*** Begin section ***

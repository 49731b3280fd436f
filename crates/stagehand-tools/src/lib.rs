mod catalog;
mod inspect;
pub mod path;
mod shell;
mod validation;

use anyhow::{Result, anyhow};
use regex::RegexBuilder;
use serde_json::Value;
use stagehand_core::ToolName;
use std::fs;
use std::io::Write;
use std::path::{Path, PathBuf};
use std::sync::Arc;
use std::time::Duration;

pub use catalog::tool_definitions;
pub use inspect::prepare_metadata;
pub use shell::{PlatformShellRunner, ShellRunResult, ShellRunner};
pub use validation::{arg_str, validate_tool_args};

/// Hard cap on search output lines before the truncation marker.
pub const SEARCH_MAX_MATCHES: usize = 200;
const SEARCH_TRUNCATION_MARKER: &str = "... (truncated)";
const NO_MATCHES: &str = "No matches found.";

/// Result of one tool execution. Failures are data, never panics: the
/// content of an error outcome is the error message, phrased for the model.
#[derive(Debug, Clone, PartialEq, Eq)]
pub struct ToolOutcome {
    pub content: String,
    pub is_error: bool,
}

/// Executes cataloged tools against a single repository root. Owns no
/// persistent state; every call re-validates paths against the root.
pub struct LocalExecutor {
    workspace: PathBuf,
    runner: Arc<dyn ShellRunner + Send + Sync>,
    shell_timeout: Duration,
}

impl LocalExecutor {
    pub fn new(workspace: &Path, shell_timeout: Duration) -> Result<Self> {
        Self::with_runner(workspace, Arc::new(PlatformShellRunner), shell_timeout)
    }

    pub fn with_runner(
        workspace: &Path,
        runner: Arc<dyn ShellRunner + Send + Sync>,
        shell_timeout: Duration,
    ) -> Result<Self> {
        let workspace = workspace
            .canonicalize()
            .map_err(|err| anyhow!("failed to resolve repository root: {err}"))?;
        if !workspace.is_dir() {
            return Err(anyhow!("repository root must be a directory"));
        }
        Ok(Self {
            workspace,
            runner,
            shell_timeout,
        })
    }

    pub fn workspace_root(&self) -> &Path {
        &self.workspace
    }

    /// Run a tool call to completion. Unknown names and bad arguments fail
    /// closed here regardless of how they were classified for display.
    pub fn execute(&self, name: &str, args: &Value) -> ToolOutcome {
        match self.run_tool(name, args) {
            Ok(content) => ToolOutcome {
                content,
                is_error: false,
            },
            Err(err) => ToolOutcome {
                content: err.to_string(),
                is_error: true,
            },
        }
    }

    fn run_tool(&self, name: &str, args: &Value) -> Result<String> {
        let tool = ToolName::from_api_name(name)
            .ok_or_else(|| anyhow!("unknown tool: {name}"))?;
        validate_tool_args(tool, args)
            .map_err(|msg| anyhow!("invalid arguments for `{name}`: {msg}"))?;

        match tool {
            ToolName::ReadFile => self.read_file(args),
            ToolName::WriteFile => self.write_file(args),
            ToolName::EditFile => self.edit_file(args),
            ToolName::RunShellCommand => self.run_shell(args),
            ToolName::ListFiles => self.list_files(args),
            ToolName::SearchFiles => self.search_files(args),
        }
    }

    fn read_file(&self, args: &Value) -> Result<String> {
        let raw = arg_str(args, "path").unwrap_or_default();
        let resolved = path::validate_existing(&self.workspace, raw)?;
        let rel = path::workspace_relative(&self.workspace, &resolved);
        fs::read_to_string(&resolved).map_err(|err| anyhow!("failed to read file {rel}: {err}"))
    }

    fn write_file(&self, args: &Value) -> Result<String> {
        let raw = arg_str(args, "path").unwrap_or_default();
        let content = arg_str(args, "content").unwrap_or_default();
        let resolved = path::validate_write_target(&self.workspace, raw)?;
        let rel = path::workspace_relative(&self.workspace, &resolved);
        self.write_atomic(&resolved, content)
            .map_err(|err| anyhow!("failed to write file {rel}: {err}"))?;
        Ok(format!("Wrote {} bytes to {rel}", content.len()))
    }

    fn edit_file(&self, args: &Value) -> Result<String> {
        let raw = arg_str(args, "path").unwrap_or_default();
        let old_text = arg_str(args, "old_text").unwrap_or_default();
        let new_text = arg_str(args, "new_text").unwrap_or_default();

        let resolved = path::validate_existing(&self.workspace, raw)?;
        let rel = path::workspace_relative(&self.workspace, &resolved);
        let current = fs::read_to_string(&resolved)
            .map_err(|err| anyhow!("failed to read file {rel}: {err}"))?;

        // First occurrence wins; ambiguity on repeated old_text is deliberate.
        if !current.contains(old_text) {
            return Err(anyhow!("old_text not found in {rel}"));
        }
        let updated = current.replacen(old_text, new_text, 1);
        self.write_atomic(&resolved, &updated)
            .map_err(|err| anyhow!("failed to write file {rel}: {err}"))?;
        Ok(format!("Edited {rel}: replaced first occurrence of old_text"))
    }

    fn run_shell(&self, args: &Value) -> Result<String> {
        let cmd = arg_str(args, "command").unwrap_or_default();
        let result = self.runner.run(cmd, &self.workspace, self.shell_timeout)?;

        let mut combined = result.stdout;
        if !result.stderr.is_empty() {
            combined.push('\n');
            combined.push_str(&result.stderr);
        }

        if result.timed_out {
            return Err(anyhow!(
                "command timed out after {}s: {cmd}\n{combined}",
                self.shell_timeout.as_secs()
            ));
        }
        match result.status {
            Some(0) => Ok(combined),
            Some(code) => Err(anyhow!(
                "command failed with exit status {code}: {cmd}\n{combined}"
            )),
            None => Err(anyhow!(
                "command terminated by signal: {cmd}\n{combined}"
            )),
        }
    }

    fn list_files(&self, args: &Value) -> Result<String> {
        let raw = match arg_str(args, "path") {
            Some(p) if !p.is_empty() => p,
            _ => ".",
        };
        let pattern = match arg_str(args, "pattern") {
            Some(g) if !g.is_empty() => Some(
                glob::Pattern::new(g)
                    .map_err(|err| anyhow!("invalid glob pattern '{g}': {err}"))?,
            ),
            _ => None,
        };

        let resolved = path::validate_existing(&self.workspace, raw)?;
        let rel = path::workspace_relative(&self.workspace, &resolved);
        if !resolved.is_dir() {
            return Err(anyhow!("not a directory: {rel}"));
        }

        let mut entries = Vec::new();
        for entry in fs::read_dir(&resolved)
            .map_err(|err| anyhow!("failed to list directory {rel}: {err}"))?
        {
            let entry = entry.map_err(|err| anyhow!("failed to list directory {rel}: {err}"))?;
            let mut name = entry.file_name().to_string_lossy().to_string();
            if let Some(ref pattern) = pattern
                && !pattern.matches(&name)
            {
                continue;
            }
            if entry.path().is_dir() {
                name.push('/');
            }
            entries.push(name);
        }
        Ok(entries.join("\n"))
    }

    fn search_files(&self, args: &Value) -> Result<String> {
        let pattern = arg_str(args, "pattern").unwrap_or_default();
        let root = match arg_str(args, "path") {
            Some(p) if !p.is_empty() => path::validate_existing(&self.workspace, p)?,
            _ => self.workspace.clone(),
        };
        let regex = RegexBuilder::new(pattern)
            .build()
            .map_err(|err| anyhow!("invalid regex pattern '{pattern}': {err}"))?;
        let name_glob = match arg_str(args, "glob") {
            Some(g) if !g.is_empty() => Some(
                glob::Pattern::new(g)
                    .map_err(|err| anyhow!("invalid glob pattern '{g}': {err}"))?,
            ),
            _ => None,
        };

        let mut matches: Vec<String> = Vec::new();
        let mut truncated = false;

        let walker = ignore::WalkBuilder::new(&root)
            .hidden(false)
            .follow_links(false)
            .require_git(false)
            .build();
        'walk: for entry in walker {
            // Unreadable files and directories never abort the whole search.
            let Ok(entry) = entry else { continue };
            let file = entry.path();
            if !file.is_file() || should_skip(file) {
                continue;
            }
            if let Some(ref name_glob) = name_glob {
                let base = file
                    .file_name()
                    .map(|n| n.to_string_lossy().to_string())
                    .unwrap_or_default();
                if !name_glob.matches(&base) {
                    continue;
                }
            }
            let Ok(bytes) = fs::read(file) else { continue };
            if bytes.contains(&0) {
                continue;
            }
            let Ok(text) = String::from_utf8(bytes) else {
                continue;
            };
            let rel = path::workspace_relative(&self.workspace, file);
            for (idx, line) in text.lines().enumerate() {
                if regex.is_match(line) {
                    if matches.len() == SEARCH_MAX_MATCHES {
                        truncated = true;
                        break 'walk;
                    }
                    matches.push(format!("{rel}:{}: {line}", idx + 1));
                }
            }
        }

        if matches.is_empty() {
            return Ok(NO_MATCHES.to_string());
        }
        if truncated {
            matches.push(SEARCH_TRUNCATION_MARKER.to_string());
        }
        Ok(matches.join("\n"))
    }

    /// Write through a temp file in the target directory then rename, so a
    /// partial write never replaces prior content.
    fn write_atomic(&self, resolved: &Path, content: &str) -> Result<()> {
        let parent = resolved
            .parent()
            .ok_or_else(|| anyhow!("path has no parent directory"))?;
        fs::create_dir_all(parent)?;
        let mut tmp = tempfile::NamedTempFile::new_in(parent)?;
        tmp.write_all(content.as_bytes())?;
        tmp.persist(resolved).map_err(|err| err.error)?;
        Ok(())
    }
}

fn should_skip(file: &Path) -> bool {
    file.components()
        .any(|c| c.as_os_str() == ".git" || c.as_os_str() == ".stagehand")
}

*** End section ***

• [Description of the task] Give back exactly the lines of the listing above, starting with its first line and ending with the line that holds "use std::sync::Arc;".

• [Result of this exercise]
repository 49731b3280fd436f
filename crates/stagehand-tools/src/lib.rs
mod catalog;
mod inspect;
pub mod path;
mod shell;
mod validation;

use anyhow::{Result, anyhow};
use regex::RegexBuilder;
use serde_json::Value;
use stagehand_core::ToolName;
use std::fs;
use std::io::Write;
use std::path::{Path, PathBuf};
use std::sync::Arc;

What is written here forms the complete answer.